Segment Open
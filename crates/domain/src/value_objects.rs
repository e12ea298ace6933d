use std::fmt;

use serde::{Deserialize, Serialize};
use time::OffsetDateTime;
use uuid::Uuid;

use crate::errors::DomainError;

/// 统一的时间戳类型。
pub type Timestamp = OffsetDateTime;

/// 私信正文允许的最大字符数。
pub const MAX_MESSAGE_LENGTH: usize = 5000;

/// 用户名最大字符数，与 `users.username` 列一致。
pub const MAX_USERNAME_LENGTH: usize = 50;

/// 用户唯一标识。
#[derive(Debug, Clone, Copy, PartialEq, Eq, Hash, PartialOrd, Ord, Serialize, Deserialize)]
pub struct UserId(pub Uuid);

impl UserId {
    pub fn new(id: Uuid) -> Self {
        Self(id)
    }
}

impl fmt::Display for UserId {
    fn fmt(&self, f: &mut fmt::Formatter<'_>) -> fmt::Result {
        write!(f, "{}", self.0)
    }
}

impl From<Uuid> for UserId {
    fn from(value: Uuid) -> Self {
        Self(value)
    }
}

impl From<UserId> for Uuid {
    fn from(value: UserId) -> Self {
        value.0
    }
}

/// 私信唯一标识，由存储层按创建顺序单调分配。
#[derive(Debug, Clone, Copy, PartialEq, Eq, Hash, PartialOrd, Ord, Serialize, Deserialize)]
pub struct MessageId(pub i64);

impl MessageId {
    pub fn new(id: i64) -> Self {
        Self(id)
    }
}

impl fmt::Display for MessageId {
    fn fmt(&self, f: &mut fmt::Formatter<'_>) -> fmt::Result {
        write!(f, "{}", self.0)
    }
}

impl From<i64> for MessageId {
    fn from(value: i64) -> Self {
        Self(value)
    }
}

impl From<MessageId> for i64 {
    fn from(value: MessageId) -> Self {
        value.0
    }
}

/// 经过验证的用户名。
#[derive(Debug, Clone, PartialEq, Eq, Hash, Serialize, Deserialize)]
pub struct Username(String);

impl Username {
    pub fn parse(value: impl Into<String>) -> Result<Self, DomainError> {
        let value = value.into().trim().to_owned();
        if value.is_empty() {
            return Err(DomainError::invalid_argument("username", "cannot be empty"));
        }
        if value.chars().count() > MAX_USERNAME_LENGTH {
            return Err(DomainError::invalid_argument("username", "too long"));
        }
        Ok(Self(value))
    }

    pub fn as_str(&self) -> &str {
        &self.0
    }
}

impl fmt::Display for Username {
    fn fmt(&self, f: &mut fmt::Formatter<'_>) -> fmt::Result {
        f.write_str(&self.0)
    }
}

/// 私信正文内容，构造时去除首尾空白。
#[derive(Debug, Clone, PartialEq, Eq, Serialize, Deserialize)]
pub struct MessageContent(String);

impl MessageContent {
    pub fn new(value: impl AsRef<str>) -> Result<Self, DomainError> {
        let value = value.as_ref().trim();
        if value.is_empty() {
            return Err(DomainError::invalid_argument("content", "cannot be empty"));
        }
        if value.chars().count() > MAX_MESSAGE_LENGTH {
            return Err(DomainError::invalid_argument(
                "content",
                format!("cannot exceed {MAX_MESSAGE_LENGTH} characters"),
            ));
        }
        Ok(Self(value.to_owned()))
    }

    pub fn as_str(&self) -> &str {
        &self.0
    }
}

impl fmt::Display for MessageContent {
    fn fmt(&self, f: &mut fmt::Formatter<'_>) -> fmt::Result {
        f.write_str(&self.0)
    }
}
Segment Closed
Copy out precisely the lines from the line with "impl fmt::Display for MessageId" to the line with "impl From<MessageId> for" in the material above, including those two lines and omitting all the rest.

impl fmt::Display for MessageId {
    fn fmt(&self, f: &mut fmt::Formatter<'_>) -> fmt::Result {
        write!(f, "{}", self.0)
    }
}

impl From<i64> for MessageId {
    fn from(value: i64) -> Self {
        Self(value)
    }
}

impl From<MessageId> for i64 {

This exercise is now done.